In a symmetric positive interaction, the two single LOF mutant phenotypes and the

cognate double mutant phenotype are all indistinguishable. This type of interaction most often

occurs because the two genes encode proteins found in either the same complex or biological

pathway; therefore, a pathway or complex is compromised by removal of one component but is

not further compromised by removal of another component (Drees, Thorsson et al. 2005; Collins,

Miller et al. 2007; St Onge, Mani et al. 2007). As an example, St. Onge et al. (St Onge, Mani et

al. 2007) found that the fitness of the single mutant strains rad55Δ and rad57Δ, and of the double

mutant strain rad55Δ rad57Δ were indistinguishable from one another in quantitative growth

assays. The two proteins Rad55p and Rad57p form a heterodimer that is involved in Rad51p

nucleoprotein filament extension in yeast (Sung 1997), consistent with the fact that disruption of

either gene alone will destroy the activity of the entire complex and explaining why the single

and double mutants have the same fitness.

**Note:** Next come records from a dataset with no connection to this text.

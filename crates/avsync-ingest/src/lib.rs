//! avsync Ingest Library
#![deny(clippy::unwrap_used, clippy::expect_used)]
//!
//! Multi-tenant synchronisation of flight operations data from an operator's
//! operational system into a relational target store.
//!
//! # Overview
//!
//! A run executes dependency-ordered stages, one per entity type:
//!
//! - **Reference data**: aircraft categories, aircraft types, aircraft (`setup`)
//! - **Crew**: personnel, incremental by checkpoint
//! - **Operations**: flight legs, aircraft events, crew assignments, personnel events
//!
//! Every stage extracts pages from the [`source::SourceClient`], normalises
//! and reference-resolves them ([`transform`]), upserts them idempotently
//! ([`load`]) and advances a per-(operator, stage) checkpoint. The
//! [`runner::RunController`] aggregates the outcome into a [`RunResult`].
//!
//! # Example
//!
//! ```no_run
//! use avsync_ingest::{run_pipeline, Command, MemoryStore, OperatorId, PipelineConfig};
//! use avsync_ingest::config::SourceConfig;
//! use avsync_ingest::source::HttpSourceClient;
//! use std::sync::Arc;
//! use tokio_util::sync::CancellationToken;
//!
//! #[tokio::main]
//! async fn main() -> anyhow::Result<()> {
//!     let source = Arc::new(HttpSourceClient::new(&SourceConfig {
//!         base_url: "https://ops.example.com".into(),
//!         client_id: "id".into(),
//!         client_secret: "secret".into(),
//!         timeout_secs: 20,
//!     })?);
//!     let store = Arc::new(MemoryStore::new());
//!     let operator = OperatorId::new("acme")?;
//!
//!     let result = run_pipeline(
//!         source,
//!         store.clone(),
//!         store,
//!         PipelineConfig::default(),
//!         &operator,
//!         Command::Setup,
//!         CancellationToken::new(),
//!     )
//!     .await;
//!     println!("{}", serde_json::to_string_pretty(&result)?);
//!     Ok(())
//! }
//! ```

pub mod config;
pub mod error;
pub mod extract;
pub mod load;
pub mod lookup;
pub mod runner;
pub mod source;
pub mod stage;
pub mod store;
pub mod transform;
pub mod types;

// Re-export commonly used types
pub use config::{OperatorConfig, PipelineConfig, PrerequisitePolicy};
pub use error::{ErrorKind, PipelineError, RecordError, SourceError, StoreError};
pub use runner::{run_pipeline, RunController};
pub use stage::{Command, Stage, StageGraph};
pub use store::{CheckpointStore, MemoryStore, PgStore, TargetStore};
pub use types::{OperatorId, RunResult, RunStatus, StageResult, StageStatus};

use avsync_common::time::parse_timestamp;
use chrono::{DateTime, Utc};
use clap::{Parser, Subcommand};
use std::path::PathBuf;

/// avsync - flight operations data synchronisation
#[derive(Parser, Debug)]
#[command(name = "avsync-ingest")]
#[command(author, version, about, long_about = None)]
#[command(arg_required_else_help = true)]
pub struct Cli {
    /// Subcommand to execute
    #[command(subcommand)]
    pub command: Commands,

    /// Verbose output
    #[arg(short, long, global = true)]
    pub verbose: bool,

    /// Directory holding the `.env.<operator>` files
    #[arg(long, env = "AVSYNC_ENV_DIR", default_value = ".", global = true)]
    pub env_dir: PathBuf,
}

/// Available commands
#[derive(Subcommand, Debug)]
pub enum Commands {
    /// Synchronise an operator
    Run {
        /// Operator to synchronise
        #[arg(short, long)]
        operator: OperatorId,

        /// Stage group or single stage (e.g. "setup", "crew-only", "flight-legs")
        #[arg(default_value = "full")]
        command: Command,
    },

    /// Inspect or override stage checkpoints
    Checkpoints {
        #[command(subcommand)]
        command: CheckpointCommand,
    },
}

/// Checkpoint administration subcommands
#[derive(Subcommand, Debug)]
pub enum CheckpointCommand {
    /// List the checkpoints of an operator
    List {
        #[arg(short, long)]
        operator: OperatorId,
    },

    /// Move or delete a stage checkpoint
    Reset {
        #[arg(short, long)]
        operator: OperatorId,

        #[arg(short, long)]
        stage: Stage,

        /// New watermark; the checkpoint is deleted when omitted
        #[arg(long, value_parser = parse_watermark)]
        to: Option<DateTime<Utc>>,
    },
}

fn parse_watermark(value: &str) -> Result<DateTime<Utc>, String> {
    parse_timestamp(value).map_err(|err| err.to_string())
}
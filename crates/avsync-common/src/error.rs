//! Error types shared across avsync crates

use thiserror::Error;

/// Result type alias for common helpers
pub type Result<T> = std::result::Result<T, CommonError>;

#[derive(Error, Debug)]
pub enum CommonError {
    #[error("Invalid timestamp '{value}': expected RFC 3339 or YYYY-MM-DDTHH:MM:SS")]
    InvalidTimestamp { value: String },
}
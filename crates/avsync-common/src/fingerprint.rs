//! Content fingerprints for normalised records
//!
//! A fingerprint is the hex SHA-256 digest of a JSON document written in a
//! canonical form: object keys sorted, no insignificant whitespace. Two
//! documents that differ only in key order share a fingerprint, so the loader
//! can decide "unchanged" without comparing payloads field by field.

use serde_json::Value;
use sha2::{Digest, Sha256};

/// Hex-encoded SHA-256 of the canonical form of `value`.
pub fn fingerprint(value: &Value) -> String {
    let mut hasher = Sha256::new();
    write_canonical(value, &mut hasher);
    hex::encode(hasher.finalize())
}

fn write_canonical(value: &Value, hasher: &mut Sha256) {
    match value {
        Value::Object(map) => {
            let mut keys: Vec<&String> = map.keys().collect();
            keys.sort();

            hasher.update(b"{");
            for (i, key) in keys.into_iter().enumerate() {
                if i > 0 {
                    hasher.update(b",");
                }
                write_scalar(&Value::String(key.clone()), hasher);
                hasher.update(b":");
                if let Some(inner) = map.get(key) {
                    write_canonical(inner, hasher);
                }
            }
            hasher.update(b"}");
        },
        Value::Array(items) => {
            hasher.update(b"[");
            for (i, item) in items.iter().enumerate() {
                if i > 0 {
                    hasher.update(b",");
                }
                write_canonical(item, hasher);
            }
            hasher.update(b"]");
        },
        scalar => write_scalar(scalar, hasher),
    }
}

fn write_scalar(value: &Value, hasher: &mut Sha256) {
    // Display for scalars is compact JSON with escaped strings
    hasher.update(value.to_string().as_bytes());
}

Two types of asymmetric positive interactions involving LOF mutations have been

described. Masking occurs when the fitness of the double mutant is equal to or greater than the

fitness of the least sick single mutant. Genetic suppression occurs when the fitness of the double

mutant is equal to or greater than the fitness of the sickest single mutant (Drees, Thorsson et al.

2005; Segre, Deluna et al. 2005; St Onge, Mani et al. 2007; Breslow, Cameron et al. 2008).

Several different mechanisms of genetic suppression have been identified in the literature

(Prelich 1999; Hodgkin 2005), including (but not limited to) altering the levels of the mutant

protein (McCusker, Yamagishi et al. 1991), altering the activity of the mutant protein (Sandrock,

O'Dell et al. 1997), and altering the activity of the biological pathway in which the mutant

protein operates (Stevenson, Rhodes et al. 1992).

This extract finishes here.